Even though you can select functions from the popup menu of the ```IDA Pro Functions Window``` to search/index functions, using ![searchs](https://cloud.githubusercontent.com/assets/8474647/9765980/c69949c0-56e4-11e5-970f-74a4f48e651e.png) and ![uploads](https://cloud.githubusercontent.com/assets/8474647/9766100/420cccf8-56e5-11e5-8c2b-b0dbdc19de3c.png) at other places (e.g. toolbar) opens a ```Selection Window``` which provides a more detailed configuration for multiple search. While using the plugin, we recommend to keep the ```Output Window``` open in IDA Pro.

![image](https://cloud.githubusercontent.com/assets/8474647/9766922/84f86aaa-56e9-11e5-936a-0f5483686dc5.png)
![image](https://cloud.githubusercontent.com/assets/8474647/9766925/8f145134-56e9-11e5-9b98-7c0ca4e53039.png)



For example, you can apply different filters and choose which connection you want to use to search/index them.

## Walk through example
Let's go through a simple index and search case using the engine and plugin.

### Preparing the data
Suppose we have two binary files ```libpng-1.7.0b54.dll``` from libpng and ```zlib-1.2.7.dll``` from zlib. These two files are included in our release file ```Kam1n0_IDA_Pro_v0.0.2.zip```. We suggest you to try them first as to be consistent with the following descriptions. You may index other binary files later as you wish. We try to index the first binary file ```libpng-1.7.0b54.dll``` and search the second one ```zlib-1.2.7.dll``` against it.

### Start The engine

In this step, we need to create a repository and start the Kam1n0 engine. To create a repository using the Kam1n0 workbench, click the `new` button and pick a folder for this repository, select `metapc.xml` in the drop-down box as architecture, and assign a name to the repository . An example is given in the figure below:

![image](https://cloud.githubusercontent.com/assets/8474647/15006258/dfc3b188-119c-11e6-9cfd-058d25654e9b.png)

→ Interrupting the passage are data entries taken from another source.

//! acmehook core: DNS-01 challenge reconciliation
//!
//! This crate holds everything that does not depend on a particular DNS
//! provider:
//! - challenge request types and solver configuration decoding
//! - credential resolution against a namespaced secret store
//! - the [`DnsProvider`] interface
//! - the [`Reconciler`], which implements [`Solver`] for any provider

pub mod challenge;
pub mod credentials;
pub mod error;
pub mod provider;
pub mod solver;

#[cfg(any(test, feature = "tests"))]
pub mod testing;

pub use challenge::{
    ChallengeAction, ChallengeRequest, RecordTarget, SecretKeySelector, SolverConfig,
};
pub use credentials::{ApiKey, CredentialResolver, MemorySecretStore, SecretData, SecretStore};
pub use error::{CredentialError, ProviderError, SolverError, SolverResult};
pub use provider::{DnsProvider, DnsRecord, ProviderResult};
pub use solver::{Reconciler, Solver, find_challenge_record};

#[cfg(feature = "kube")]
pub use credentials::KubeSecretStore;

Select the newly created repository in the upper table and click the `start` button to run the Kam1n0 engine. More details on creating repository and starting Kam1n0 engine can be found in our workbench tutorial. Your default browser should pop up a login page after a couple seconds. Close the browser since we are not using the web user interface at this moment. Details about the web interface can be found in our web UI tutorial.

### Indexing

Open IDA Pro and disassemble the ```libpng-1.7.0b54.dll``` binary file as usual. Click on the ```Manage Connection Button``` in the toolbar ![cnn](https://cloud.githubusercontent.com/assets/8474647/9767812/03b32f16-56ee-11e5-9284-c628c33e4031.png). You are now able to review and edit the connections of the plug-in. There is already a default connection for the local engine. These connections will be stored for future use.

![cnnw](https://cloud.githubusercontent.com/assets/8474647/9767976/efda63d2-56ee-11e5-9cff-e15a68fa7312.png)

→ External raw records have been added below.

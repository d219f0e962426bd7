//! NameSilo DNS provider
//!
//! All operations are `GET /api/{operation}` with query parameters.
//! API reference: <https://www.namesilo.com/api-reference>

use crate::client::{ProviderClient, ProviderCode, ProviderReply};
use acmehook_core::{ApiKey, DnsProvider, DnsRecord, ProviderResult};
use async_trait::async_trait;
use reqwest::Method;
use serde::Deserialize;
use serde::de::DeserializeOwned;
use serde_with::{OneOrMany, serde_as};
use std::time::Duration;
use tracing::debug;

/// NameSilo API base URL
pub const NAMESILO_API_BASE: &str = "https://www.namesilo.com";

/// Reply code NameSilo uses for success
const SUCCESS_CODE: &str = "300";

/// NameSilo's minimum record TTL
pub const DEFAULT_TTL: u32 = 3600;

/// `{ "reply": { "code", "detail", ... } }`
#[derive(Debug, Deserialize)]
pub struct NameSiloResponse<T> {
    pub reply: NameSiloReply<T>,
}

#[derive(Debug, Deserialize)]
pub struct NameSiloReply<T> {
    pub code: ProviderCode,
    #[serde(default)]
    pub detail: String,
    #[serde(flatten)]
    pub payload: T,
}

impl<T> ProviderReply for NameSiloResponse<T> {
    fn code(&self) -> &ProviderCode {
        &self.reply.code
    }

    fn detail(&self) -> String {
        self.reply.detail.clone()
    }
}

/// Payload of replies that carry nothing we use
#[derive(Debug, Default, Deserialize)]
pub struct NoPayload {}

/// `dnsListRecords` payload; a single record arrives as an object
#[serde_as]
#[derive(Debug, Default, Deserialize)]
pub struct RecordList {
    #[serde_as(as = "OneOrMany<_>")]
    #[serde(default)]
    pub resource_record: Vec<NameSiloRecord>,
}

#[derive(Debug, Clone, Deserialize)]
pub struct NameSiloRecord {
    #[serde(deserialize_with = "crate::client::scalar_string")]
    pub record_id: String,
    #[serde(rename = "type")]
    pub record_type: String,
    pub host: String,
    #[serde(default)]
    pub value: String,
}

impl From<NameSiloRecord> for DnsRecord {
    fn from(record: NameSiloRecord) -> Self {
        Self {
            id: record.record_id,
            record_type: record.record_type,
            host: record.host,
            value: record.value,
        }
    }
}

/// NameSilo implementation of [`DnsProvider`]
#[derive(Debug, Clone)]
pub struct NameSiloProvider {
    client: ProviderClient,
    ttl: u32,
}

impl NameSiloProvider {
    /// Provider against the production API
    pub fn new() -> ProviderResult<Self> {
        Self::with_base_url(NAMESILO_API_BASE, None)
    }

    pub fn with_base_url(
        base_url: impl Into<String>,
        timeout: Option<Duration>,
    ) -> ProviderResult<Self> {
        Ok(Self {
            client: ProviderClient::new(base_url, timeout)?,
            ttl: DEFAULT_TTL,
        })
    }

    /// TTL for records created by this provider
    #[must_use]
    pub fn with_ttl(mut self, ttl: u32) -> Self {
        self.ttl = ttl;
        self
    }

    async fn call<T: DeserializeOwned>(
        &self,
        api_key: &ApiKey,
        operation: &str,
        params: &[(&str, &str)],
    ) -> ProviderResult<NameSiloResponse<T>> {
        debug!(operation = %operation, "Calling NameSilo API");

        let request = self
            .client
            .request(Method::GET, &format!("/api/{operation}"), api_key)
            .query(&[("version", "1"), ("type", "json")])
            .query(params);

        self.client.execute(request, SUCCESS_CODE).await
    }
}

#[async_trait]
impl DnsProvider for NameSiloProvider {
    fn name(&self) -> &'static str {
        "namesilo"
    }

    async fn add_record(
        &self,
        api_key: &ApiKey,
        zone: &str,
        record_type: &str,
        host: &str,
        value: &str,
    ) -> ProviderResult<()> {
        let ttl = self.ttl.to_string();
        self.call::<NoPayload>(
            api_key,
            "dnsAddRecord",
            &[
                ("domain", zone),
                ("rrtype", record_type),
                ("rrhost", host),
                ("rrvalue", value),
                ("rrttl", ttl.as_str()),
            ],
        )
        .await?;
        Ok(())
    }

    async fn list_records(&self, api_key: &ApiKey, zone: &str) -> ProviderResult<Vec<DnsRecord>> {
        let response = self
            .call::<RecordList>(api_key, "dnsListRecords", &[("domain", zone)])
            .await?;

        Ok(response
            .reply
            .payload
            .resource_record
            .into_iter()
            .map(DnsRecord::from)
            .collect())
    }

    async fn delete_record(
        &self,
        api_key: &ApiKey,
        zone: &str,
        record_id: &str,
    ) -> ProviderResult<()> {
        self.call::<NoPayload>(
            api_key,
            "dnsDeleteRecord",
            &[("domain", zone), ("rrid", record_id)],
        )
        .await?;
        Ok(())
    }
}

To index the functions, click on the ```Select Functions to Index Button``` in the toolbar (or in the other aforementioned location). Check the ```Select All Functions Option``` and click the ```Index Button``` (shown as Steps 1, 2 and 3 in the image below). Each indexed binary is uniquely identified by its path, and each indexed function by its binary ID and starting address.

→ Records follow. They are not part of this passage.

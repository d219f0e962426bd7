//! NetActuate DNS provider
//!
//! Records live under a numeric zone ID, so every add/list first looks the
//! zone up by name. API reference: <https://docs.netactuate.com/reference/dns>

use crate::client::{ProviderClient, ProviderCode, ProviderReply};
use acmehook_core::challenge::strip_root;
use acmehook_core::{ApiKey, DnsProvider, DnsRecord, ProviderError, ProviderResult};
use async_trait::async_trait;
use reqwest::Method;
use serde::Deserialize;
use serde_json::Value;
use std::time::Duration;
use tracing::debug;

/// NetActuate API base URL
pub const NETACTUATE_API_BASE: &str = "https://vapi2.netactuate.com";

/// Reply code NetActuate uses for success
const SUCCESS_CODE: &str = "200";

/// `{ "result", "message", "code", "data" }`
#[derive(Debug, Deserialize)]
pub struct NetActuateResponse<T> {
    #[serde(default)]
    pub result: String,
    #[serde(default)]
    pub message: String,
    pub code: ProviderCode,
    pub data: Option<T>,
}

impl<T> ProviderReply for NetActuateResponse<T> {
    fn code(&self) -> &ProviderCode {
        &self.code
    }

    fn detail(&self) -> String {
        if self.message.is_empty() {
            self.result.clone()
        } else {
            self.message.clone()
        }
    }
}

#[derive(Debug, Clone, Deserialize)]
pub struct ZoneSummary {
    pub name: String,
    #[serde(deserialize_with = "crate::client::scalar_string")]
    pub id: String,
}

#[derive(Debug, Clone, Deserialize)]
pub struct NetActuateRecord {
    #[serde(deserialize_with = "crate::client::scalar_string")]
    pub id: String,
    pub name: String,
    #[serde(rename = "type")]
    pub record_type: String,
    #[serde(default)]
    pub content: String,
}

impl From<NetActuateRecord> for DnsRecord {
    fn from(record: NetActuateRecord) -> Self {
        Self {
            id: record.id,
            record_type: record.record_type,
            host: record.name,
            value: record.content,
        }
    }
}

/// NetActuate implementation of [`DnsProvider`]
#[derive(Debug, Clone)]
pub struct NetActuateProvider {
    client: ProviderClient,
}

impl NetActuateProvider {
    /// Provider against the production API
    pub fn new() -> ProviderResult<Self> {
        Self::with_base_url(NETACTUATE_API_BASE, None)
    }

    pub fn with_base_url(
        base_url: impl Into<String>,
        timeout: Option<Duration>,
    ) -> ProviderResult<Self> {
        Ok(Self {
            client: ProviderClient::new(base_url, timeout)?,
        })
    }

    /// Numeric ID of the account's zone named `zone`
    pub async fn zone_id(&self, api_key: &ApiKey, zone: &str) -> ProviderResult<String> {
        let request = self
            .client
            .request(Method::GET, "/api/dns/zones", api_key)
            .query(&[("type", "NATIVE")]);
        let response: NetActuateResponse<Vec<ZoneSummary>> =
            self.client.execute(request, SUCCESS_CODE).await?;

        let wanted = strip_root(zone);
        let found = response
            .data
            .unwrap_or_default()
            .into_iter()
            .find(|z| strip_root(&z.name).eq_ignore_ascii_case(wanted))
            .ok_or_else(|| ProviderError::ZoneNotFound {
                zone: wanted.to_string(),
            })?;

        debug!(zone = %wanted, zone_id = %found.id, "Found NetActuate zone");
        Ok(found.id)
    }
}

#[async_trait]
impl DnsProvider for NetActuateProvider {
    fn name(&self) -> &'static str {
        "netactuate"
    }

    async fn add_record(
        &self,
        api_key: &ApiKey,
        zone: &str,
        record_type: &str,
        host: &str,
        value: &str,
    ) -> ProviderResult<()> {
        let zone_id = self.zone_id(api_key, zone).await?;
        let name = format!("{host}.{}", strip_root(zone));

        let request = self
            .client
            .request(Method::POST, "/api/dns/record", api_key)
            .query(&[
                ("domain_id", zone_id.as_str()),
                ("name", name.as_str()),
                ("type", record_type),
                ("record_content", value),
            ]);
        let _: NetActuateResponse<Value> = self.client.execute(request, SUCCESS_CODE).await?;
        Ok(())
    }

    async fn list_records(&self, api_key: &ApiKey, zone: &str) -> ProviderResult<Vec<DnsRecord>> {
        let zone_id = self.zone_id(api_key, zone).await?;

        let request =
            self.client
                .request(Method::GET, &format!("/api/dns/records/{zone_id}"), api_key);
        let response: NetActuateResponse<Vec<NetActuateRecord>> =
            self.client.execute(request, SUCCESS_CODE).await?;

        Ok(response
            .data
            .unwrap_or_default()
            .into_iter()
            .map(DnsRecord::from)
            .collect())
    }

    async fn delete_record(
        &self,
        api_key: &ApiKey,
        _zone: &str,
        record_id: &str,
    ) -> ProviderResult<()> {
        let request = self.client.request(
            Method::DELETE,
            &format!("/api/dns/record/{record_id}"),
            api_key,
        );
        let _: NetActuateResponse<Value> = self.client.execute(request, SUCCESS_CODE).await?;
        Ok(())
    }
}

#[cfg(test)]
mod tests {
    use super::*;

    #[test]
    fn test_record_ids_normalised() {
        let response: NetActuateResponse<Vec<NetActuateRecord>> = serde_json::from_str(
            r#"{"result": "success", "code": 200, "data": [
                {"id": 4711, "name": "_acme-challenge.example.com", "type": "TXT", "content": "A", "ttl": 3600}
            ]}"#,
        )
        .unwrap();
        let record = DnsRecord::from(response.data.unwrap().remove(0));
        assert_eq!(record.id, "4711");
        assert_eq!(record.host, "_acme-challenge.example.com");
    }

    #[test]
    fn test_detail_prefers_message() {
        let response: NetActuateResponse<Value> = serde_json::from_str(
            r#"{"result": "failure", "message": "Invalid domain_id", "code": 400, "data": null}"#,
        )
        .unwrap();
        assert_eq!(response.detail(), "Invalid domain_id");
        assert!(response.data.is_none());

        let bare: NetActuateResponse<Value> =
            serde_json::from_str(r#"{"result": "failure", "code": "500"}"#).unwrap();
        assert_eq!(bare.detail(), "failure");
    }
}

![image](https://cloud.githubusercontent.com/assets/8474647/9768328/dc0c1e02-56f0-11e5-9c12-3f231a299159.png)

Wait until the indexing process finishes as shown in the ```Progress Form```. Detailed progress information is printed in the ```IDA Pro Output Window```. Press the ```OK Button``` to close the form when you see 100% shown.

![image](https://cloud.githubusercontent.com/assets/8474647/9867900/89e2dd88-5b40-11e5-832c-da6dd61170dd.png)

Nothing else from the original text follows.